Astrocytic TREM2-Like Receptor Modulation of Synaptic Strengthening Pathways

This hypothesis proposes that astrocytic TREM2-like receptors (TREML2) regulate synaptic plasticity through a fundamentally different mechanism than microglial TREM2, focusing on synaptic strengthening rather than pruning. TREML2 expressed on astrocytic processes that contact synapses would detect damage-associated molecular patterns (DAMPs) and complement fragments deposited at weakened synapses. Upon activation, astrocytic TREML2 would trigger intracellular signaling cascades involving SYK kinase and PI3K/AKT pathways, leading to increased release of synaptogenic factors including thrombospondins, cholesterol, and BDNF. This astrocytic response would promote synaptic stabilization and strengthening of functionally important connections that might otherwise be targeted for elimination.
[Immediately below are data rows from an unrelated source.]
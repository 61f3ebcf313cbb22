mod auth;
mod config;
mod db;
mod error;
mod game;
mod levels;
mod models;
mod routes;
mod utils;
mod websocket;

use std::{
    sync::Arc,
    time::{Duration, Instant},
};

use anyhow::{Context, Result};
use axum::{routing::get, Router};
use config::Config;
use dashmap::DashMap;
use db::{MemoryProgressStore, PgProgressStore, ProgressStore};
use game::{GameSession, GridGenerator, SessionSettings, SessionStatus};
use levels::LevelCatalog;
use tokio::sync::mpsc;
use tower_http::{
    cors::{Any, CorsLayer},
    services::ServeDir,
    trace::TraceLayer,
};
use tracing_subscriber::{layer::SubscriberExt, util::SubscriberInitExt};
use uuid::Uuid;
use websocket::messages::ServerMessage;

/// How often running attempts are ticked
pub const SESSION_TICK_INTERVAL: Duration = Duration::from_secs(1);
/// How long a finished attempt stays available for a restart
pub const FINISHED_SESSION_GRACE_PERIOD: Duration = Duration::from_secs(600);

/// A level attempt bound to one WebSocket connection
#[derive(Debug)]
pub struct ActiveSession {
    pub session_id: Uuid,
    pub player_id: String,
    pub game: GameSession,
    pub tx: mpsc::Sender<ServerMessage>,
}

/// Application state shared across all handlers
pub struct AppState {
    pub levels: LevelCatalog,
    pub progress: Arc<dyn ProgressStore>,
    pub generator: GridGenerator,
    pub settings: SessionSettings,
    /// Attempts in progress, keyed by session id
    pub sessions: DashMap<Uuid, ActiveSession>,
}

impl AppState {
    pub fn new(config: &Config, levels: LevelCatalog, progress: Arc<dyn ProgressStore>) -> Self {
        Self {
            generator: config.game.generator(),
            settings: config.game.session_settings(),
            levels,
            progress,
            sessions: DashMap::new(),
        }
    }
}

#[tokio::main]
async fn main() -> Result<()> {
    // Initialize tracing
    tracing_subscriber::registry()
        .with(
            tracing_subscriber::EnvFilter::try_from_default_env()
                .unwrap_or_else(|_| "wordsearch_backend=debug,tower_http=debug".into()),
        )
        .with(tracing_subscriber::fmt::layer())
        .init();

    tracing::info!("Starting word search backend server...");

    // Load configuration
    let config = Config::from_env()?;
    tracing::info!("Configuration loaded");

    // Progress goes to Postgres when a database is configured
    let progress: Arc<dyn ProgressStore> = match config.database_url() {
        Some(url) => {
            let db = db::create_pool(url, config.database.max_connections)
                .await
                .context("Failed to connect to database")?;
            tracing::info!("Connected to database");

            sqlx::migrate!("./migrations").run(&db).await?;
            tracing::info!("Database migrations completed");

            Arc::new(PgProgressStore::new(db, config.game.max_level))
        }
        None => {
            tracing::warn!("DATABASE_URL not set. Player progress is kept in memory only.");
            Arc::new(MemoryProgressStore::new(config.game.max_level))
        }
    };

    // Load level definitions
    let levels = match LevelCatalog::load(&config.game.levels_dir, config.game.max_level).await {
        Ok(levels) => levels,
        Err(e) => {
            tracing::warn!("Failed to load levels: {:#}. Every level uses the default word list.", e);
            LevelCatalog::empty(config.game.max_level)
        }
    };

    // Create application state
    let state = Arc::new(AppState::new(&config, levels, progress));

    // Spawn background task driving level timers
    let timer_state = state.clone();
    tokio::spawn(async move {
        session_timer_task(timer_state).await;
    });

    // Configure CORS
    let cors = CorsLayer::new()
        .allow_origin(Any)
        .allow_methods(Any)
        .allow_headers(Any);

    // Serve frontend static files
    let frontend_service = ServeDir::new(&config.server.frontend_dir);

    // Build router
    let app = Router::new()
        // WebSocket endpoint
        .route("/ws", get(websocket::handle_websocket))
        // API routes
        .merge(routes::create_routes())
        .fallback_service(frontend_service)
        .layer(cors)
        .layer(TraceLayer::new_for_http())
        .with_state(state);

    // Start server
    let addr = config.server_addr();
    let listener = tokio::net::TcpListener::bind(&addr).await?;

    tracing::info!("Server listening on {}", addr);
    tracing::info!("WebSocket endpoint: ws://{}/ws", addr);
    tracing::info!("Health check: http://{}/health", addr);
    tracing::info!("Game frontend: http://{}/", addr);

    axum::serve(listener, app).await?;

    Ok(())
}

/// Background task that ticks running attempts once a second
async fn session_timer_task(state: Arc<AppState>) {
    let mut interval = tokio::time::interval(SESSION_TICK_INTERVAL);

    loop {
        interval.tick().await;

        for (tx, message) in sweep_sessions(&state.sessions, Instant::now()) {
            let _ = tx.send(message).await;
        }
    }
}

/// Advance every attempt to `now`: ticks running clocks, ends attempts whose
/// time ran out, and drops finished or abandoned ones after the grace period.
/// Returns the messages to deliver; no session lock is held once it returns.
fn sweep_sessions(
    sessions: &DashMap<Uuid, ActiveSession>,
    now: Instant,
) -> Vec<(mpsc::Sender<ServerMessage>, ServerMessage)> {
    let mut outbox = Vec::new();
    let mut sessions_to_remove = Vec::new();

    for mut entry in sessions.iter_mut() {
        let session = entry.value_mut();

        if session.tx.is_closed() {
            sessions_to_remove.push(session.session_id);
            continue;
        }

        match session.game.status() {
            SessionStatus::Playing => {
                let message = match session.game.expire_if_due(now) {
                    Some(completion) => {
                        tracing::info!(
                            "Player {} ran out of time on level {}",
                            session.player_id,
                            session.game.level().level
                        );
                        ServerMessage::level_complete(&completion, None)
                    }
                    None => ServerMessage::TimerTick {
                        time_remaining: session.game.time_remaining(now).as_secs(),
                    },
                };
                outbox.push((session.tx.clone(), message));
            }
            SessionStatus::Paused => {}
            SessionStatus::Won | SessionStatus::TimedOut => {
                let expired = session.game.finished_at().is_some_and(|at| {
                    now.saturating_duration_since(at) > FINISHED_SESSION_GRACE_PERIOD
                });
                if expired {
                    sessions_to_remove.push(session.session_id);
                }
            }
        }
    }

    for session_id in sessions_to_remove {
        if sessions.remove(&session_id).is_some() {
            tracing::debug!("Removed session {}", session_id);
        }
    }

    outbox
}

#[cfg(test)]
mod tests {
    use super::*;
    use crate::models::{Cell, Difficulty, Direction, GenerationResult, Grid, LevelData, WordPlacement};

    fn game(now: Instant) -> GameSession {
        let level = LevelData {
            level: 1,
            difficulty: Difficulty::Easy,
            grid_size: 4,
            time_limit: 30,
            words: vec!["CAT".to_string()],
        };
        let grid = Grid::parse(&["CATD", "XYZO", "QRSG", "LMNP"]).unwrap();
        let placements =
            vec![WordPlacement::new("CAT", Cell::new(0, 0), Direction::Horizontal).unwrap()];
        let result = GenerationResult::new(grid, placements).unwrap();
        GameSession::new(level, result, SessionSettings::default(), now)
    }

    // Helper function to register a test session
    fn insert_session(
        sessions: &DashMap<Uuid, ActiveSession>,
        now: Instant,
    ) -> (Uuid, mpsc::Receiver<ServerMessage>) {
        let (tx, rx) = mpsc::channel(8);
        let session_id = Uuid::new_v4();
        sessions.insert(
            session_id,
            ActiveSession {
                session_id,
                player_id: "tester".to_string(),
                game: game(now),
                tx,
            },
        );
        (session_id, rx)
    }

    #[test]
    fn test_sweep_ticks_running_sessions() {
        let sessions = DashMap::new();
        let t0 = Instant::now();
        let (_id, _rx) = insert_session(&sessions, t0);

        let outbox = sweep_sessions(&sessions, t0 + Duration::from_secs(10));
        assert_eq!(outbox.len(), 1);
        assert_eq!(outbox[0].1, ServerMessage::TimerTick { time_remaining: 20 });
    }

    #[test]
    fn test_sweep_ends_expired_sessions_once() {
        let sessions = DashMap::new();
        let t0 = Instant::now();
        let (id, _rx) = insert_session(&sessions, t0);

        let outbox = sweep_sessions(&sessions, t0 + Duration::from_secs(31));
        assert_eq!(outbox.len(), 1);
        match &outbox[0].1 {
            ServerMessage::LevelComplete { won, .. } => assert!(!won),
            other => panic!("unexpected message: {:?}", other),
        }
        assert_eq!(
            sessions.get(&id).unwrap().game.status(),
            SessionStatus::TimedOut
        );

        // Finished attempts stay quiet until they are dropped
        assert!(sweep_sessions(&sessions, t0 + Duration::from_secs(32)).is_empty());
        assert!(sessions.contains_key(&id));

        sweep_sessions(
            &sessions,
            t0 + Duration::from_secs(32) + FINISHED_SESSION_GRACE_PERIOD,
        );
        assert!(!sessions.contains_key(&id));
    }

    #[test]
    fn test_sweep_skips_paused_sessions() {
        let sessions = DashMap::new();
        let t0 = Instant::now();
        let (id, _rx) = insert_session(&sessions, t0);
        sessions.get_mut(&id).unwrap().game.pause(t0).unwrap();

        assert!(sweep_sessions(&sessions, t0 + Duration::from_secs(100)).is_empty());
        assert_eq!(sessions.get(&id).unwrap().game.status(), SessionStatus::Paused);
    }

    #[test]
    fn test_sweep_drops_sessions_without_a_connection() {
        let sessions = DashMap::new();
        let t0 = Instant::now();
        let (id, rx) = insert_session(&sessions, t0);
        drop(rx);

        assert!(sweep_sessions(&sessions, t0).is_empty());
        assert!(!sessions.contains_key(&id));
    }
}
pub mod health;
pub mod levels;
pub mod progress;

use std::sync::Arc;

use axum::{
    routing::{get, post},
    Router,
};

use crate::AppState;

pub fn create_routes() -> Router<Arc<AppState>> {
    Router::new()
        .route("/health", get(health::health_check))
        .nest("/api", api_routes())
}

fn api_routes() -> Router<Arc<AppState>> {
    Router::new()
        .route("/levels", get(levels::list_levels))
        .route("/levels/{level}", get(levels::get_level))
        .route("/progress", get(progress::get_progress))
        .route("/progress/reset", post(progress::reset_progress))
}
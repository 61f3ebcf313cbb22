use axum::{
    extract::FromRequestParts,
    http::{request::Parts, StatusCode},
};

/// Header carrying the player id
pub const PLAYER_ID_HEADER: &str = "x-player-id";
/// Query parameter carrying the player id, for WebSocket clients that cannot set headers
pub const PLAYER_ID_PARAM: &str = "player";
const MAX_PLAYER_ID_LENGTH: usize = 64;

/// Opaque player identifier chosen by the client
#[derive(Debug, Clone, PartialEq, Eq)]
pub struct PlayerId(pub String);

impl PlayerId {
    /// Accepts 1 to 64 ASCII letters, digits, '-' or '_'
    pub fn parse(raw: &str) -> Option<Self> {
        let raw = raw.trim();
        let valid = !raw.is_empty()
            && raw.len() <= MAX_PLAYER_ID_LENGTH
            && raw
                .chars()
                .all(|c| c.is_ascii_alphanumeric() || c == '-' || c == '_');
        valid.then(|| PlayerId(raw.to_string()))
    }

    pub fn as_str(&self) -> &str {
        &self.0
    }
}

/// Extractor for the calling player, from the header or the query string
impl<S> FromRequestParts<S> for PlayerId
where
    S: Send + Sync,
{
    type Rejection = StatusCode;

    async fn from_request_parts(parts: &mut Parts, _state: &S) -> Result<Self, Self::Rejection> {
        let raw = parts
            .headers
            .get(PLAYER_ID_HEADER)
            .and_then(|h| h.to_str().ok())
            .map(String::from)
            .or_else(|| {
                parts
                    .uri
                    .query()
                    .and_then(|q| serde_urlencoded::from_str::<Vec<(String, String)>>(q).ok())
                    .and_then(|params| {
                        params
                            .into_iter()
                            .find(|(k, _)| k == PLAYER_ID_PARAM)
                            .map(|(_, v)| v)
                    })
            })
            .ok_or_else(|| {
                tracing::warn!("Request without a player id");
                StatusCode::UNAUTHORIZED
            })?;

        PlayerId::parse(&raw).ok_or_else(|| {
            tracing::warn!("Rejected malformed player id");
            StatusCode::BAD_REQUEST
        })
    }
}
The hypothesis suggests that astrocytic TREML2 acts as a ‘synaptic rescue’ mechanism, complementing microglial pruning by selectively reinforcing synapses that show signs of activity-dependent plasticity markers such as CaMKII phosphorylation or AMPA receptor trafficking. This dual cellular mechanism would create a balanced synaptic homeostasis system where microglia eliminate weak/inactive synapses while astrocytes strengthen viable but vulnerable connections. Dysregulation of astrocytic TREML2 could lead to either excessive synaptic loss (when rescue mechanisms fail) or pathological synaptic accumulation (when strengthening mechanisms are overactive), contributing to neurodevelopmental and neurodegenerative connectome abnormalities.